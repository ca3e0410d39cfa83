use std::collections::hash_map::Entry;
use std::collections::HashMap;
use std::hash::Hash;

use thiserror::Error;

/// swap_values could not find one of its arguments
#[derive(Debug, Clone, Copy, PartialEq, Eq, Error)]
pub enum SwapError {
    #[error("first value not present in the slice")]
    FirstMissing,
    #[error("second value not present in the slice")]
    SecondMissing,
}

/// the index after current, wrapping back to 0 past the end. 0 for an empty
/// slice
pub fn next_index_circular<T>(items: &[T], current: usize) -> usize {
    if items.is_empty() {
        0
    } else {
        (current + 1) % items.len()
    }
}

/// find a and b in the slice and exchange their positions. uses the first
/// occurrence of each
pub fn swap_values<T: PartialEq>(items: &mut [T], a: &T, b: &T) -> Result<(), SwapError> {
    let i = items
        .iter()
        .position(|v| v == a)
        .ok_or(SwapError::FirstMissing)?;
    let j = items
        .iter()
        .position(|v| v == b)
        .ok_or(SwapError::SecondMissing)?;
    items.swap(i, j);
    Ok(())
}

/// append item unless an equal element is already present. true if appended
pub fn push_if_missing<T: PartialEq>(items: &mut Vec<T>, item: T) -> bool {
    if items.contains(&item) {
        return false;
    }
    items.push(item);
    true
}

/// insert unless the key is already present, leaving an existing value
/// alone. true if inserted
pub fn insert_if_missing<K: Eq + Hash, V>(map: &mut HashMap<K, V>, key: K, value: V) -> bool {
    match map.entry(key) {
        Entry::Occupied(_) => false,
        Entry::Vacant(slot) => {
            slot.insert(value);
            true
        }
    }
}

/// insert or overwrite. true if the key was newly added
///
/// note: HashMap::insert already does this. only worth calling over the
/// plain insert when the returned bool is wanted
pub fn insert_or_set<K: Eq + Hash, V>(map: &mut HashMap<K, V>, key: K, value: V) -> bool {
    map.insert(key, value).is_none()
}

#[cfg(test)]
mod tests {
    use super::*;

    #[test]
    fn circular_index_wraps() {
        let items = [10, 20, 30];
        assert_eq!(next_index_circular(&items, 0), 1);
        assert_eq!(next_index_circular(&items, 1), 2);
        assert_eq!(next_index_circular(&items, 2), 0);
    }

    #[test]
    fn circular_index_empty() {
        let items: [u8; 0] = [];
        assert_eq!(next_index_circular(&items, 0), 0);
        assert_eq!(next_index_circular(&items, 5), 0);
    }

    #[test]
    fn swap_values_exchanges_positions() {
        let mut items = vec!["a", "b", "c", "d"];
        swap_values(&mut items, &"b", &"d").unwrap();
        assert_eq!(items, vec!["a", "d", "c", "b"]);
    }

    #[test]
    fn swap_values_reports_which_is_missing() {
        let mut items = vec![1, 2, 3];
        assert_eq!(
            swap_values(&mut items, &9, &2),
            Err(SwapError::FirstMissing)
        );
        assert_eq!(
            swap_values(&mut items, &1, &9),
            Err(SwapError::SecondMissing)
        );
        // a failed swap must not have reordered anything
        assert_eq!(items, vec![1, 2, 3]);
    }

    #[test]
    fn push_if_missing_deduplicates() {
        let mut items = vec![1, 2];
        assert!(push_if_missing(&mut items, 3));
        assert!(!push_if_missing(&mut items, 2));
        assert_eq!(items, vec![1, 2, 3]);
    }

    #[test]
    fn insert_if_missing_keeps_existing() {
        let mut map = HashMap::new();
        assert!(insert_if_missing(&mut map, "k", 1));
        assert!(!insert_if_missing(&mut map, "k", 2));
        assert_eq!(map["k"], 1);
    }

    #[test]
    fn insert_or_set_overwrites() {
        let mut map = HashMap::new();
        assert!(insert_or_set(&mut map, "k", 1));
        assert!(!insert_or_set(&mut map, "k", 2));
        assert_eq!(map["k"], 2);
    }
}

→ WORK TASK
From the data above, copy each line exactly.

→ SOLUTION
repository ca3e0410d39cfa83
use std::collections::hash_map::Entry;
use std::collections::HashMap;
use std::hash::Hash;

use thiserror::Error;

/// swap_values could not find one of its arguments
#[derive(Debug, Clone, Copy, PartialEq, Eq, Error)]
pub enum SwapError {
    #[error("first value not present in the slice")]
    FirstMissing,
    #[error("second value not present in the slice")]
    SecondMissing,
}

/// the index after current, wrapping back to 0 past the end. 0 for an empty
/// slice
pub fn next_index_circular<T>(items: &[T], current: usize) -> usize {
    if items.is_empty() {
        0
    } else {
        (current + 1) % items.len()
    }
}

/// find a and b in the slice and exchange their positions. uses the first
/// occurrence of each
pub fn swap_values<T: PartialEq>(items: &mut [T], a: &T, b: &T) -> Result<(), SwapError> {
    let i = items
        .iter()
        .position(|v| v == a)
        .ok_or(SwapError::FirstMissing)?;
    let j = items
        .iter()
        .position(|v| v == b)
        .ok_or(SwapError::SecondMissing)?;
    items.swap(i, j);
    Ok(())
}

/// append item unless an equal element is already present. true if appended
pub fn push_if_missing<T: PartialEq>(items: &mut Vec<T>, item: T) -> bool {
    if items.contains(&item) {
        return false;
    }
    items.push(item);
    true
}

/// insert unless the key is already present, leaving an existing value
/// alone. true if inserted
pub fn insert_if_missing<K: Eq + Hash, V>(map: &mut HashMap<K, V>, key: K, value: V) -> bool {
    match map.entry(key) {
        Entry::Occupied(_) => false,
        Entry::Vacant(slot) => {
            slot.insert(value);
            true
        }
    }
}

/// insert or overwrite. true if the key was newly added
///
/// note: HashMap::insert already does this. only worth calling over the
/// plain insert when the returned bool is wanted
pub fn insert_or_set<K: Eq + Hash, V>(map: &mut HashMap<K, V>, key: K, value: V) -> bool {
    map.insert(key, value).is_none()
}

#[cfg(test)]
mod tests {
    use super::*;

    #[test]
    fn circular_index_wraps() {
        let items = [10, 20, 30];
        assert_eq!(next_index_circular(&items, 0), 1);
        assert_eq!(next_index_circular(&items, 1), 2);
        assert_eq!(next_index_circular(&items, 2), 0);
    }

    #[test]
    fn circular_index_empty() {
        let items: [u8; 0] = [];
        assert_eq!(next_index_circular(&items, 0), 0);
        assert_eq!(next_index_circular(&items, 5), 0);
    }

    #[test]
    fn swap_values_exchanges_positions() {
        let mut items = vec!["a", "b", "c", "d"];
        swap_values(&mut items, &"b", &"d").unwrap();
        assert_eq!(items, vec!["a", "d", "c", "b"]);
    }

    #[test]
    fn swap_values_reports_which_is_missing() {
        let mut items = vec![1, 2, 3];
        assert_eq!(
            swap_values(&mut items, &9, &2),
            Err(SwapError::FirstMissing)
        );
        assert_eq!(
            swap_values(&mut items, &1, &9),
            Err(SwapError::SecondMissing)
        );
        // a failed swap must not have reordered anything
        assert_eq!(items, vec![1, 2, 3]);
    }

    #[test]
    fn push_if_missing_deduplicates() {
        let mut items = vec![1, 2];
        assert!(push_if_missing(&mut items, 3));
        assert!(!push_if_missing(&mut items, 2));
        assert_eq!(items, vec![1, 2, 3]);
    }

    #[test]
    fn insert_if_missing_keeps_existing() {
        let mut map = HashMap::new();
        assert!(insert_if_missing(&mut map, "k", 1));
        assert!(!insert_if_missing(&mut map, "k", 2));
        assert_eq!(map["k"], 1);
    }

    #[test]
    fn insert_or_set_overwrites() {
        let mut map = HashMap::new();
        assert!(insert_or_set(&mut map, "k", 1));
        assert!(!insert_or_set(&mut map, "k", 2));
        assert_eq!(map["k"], 2);
    }
}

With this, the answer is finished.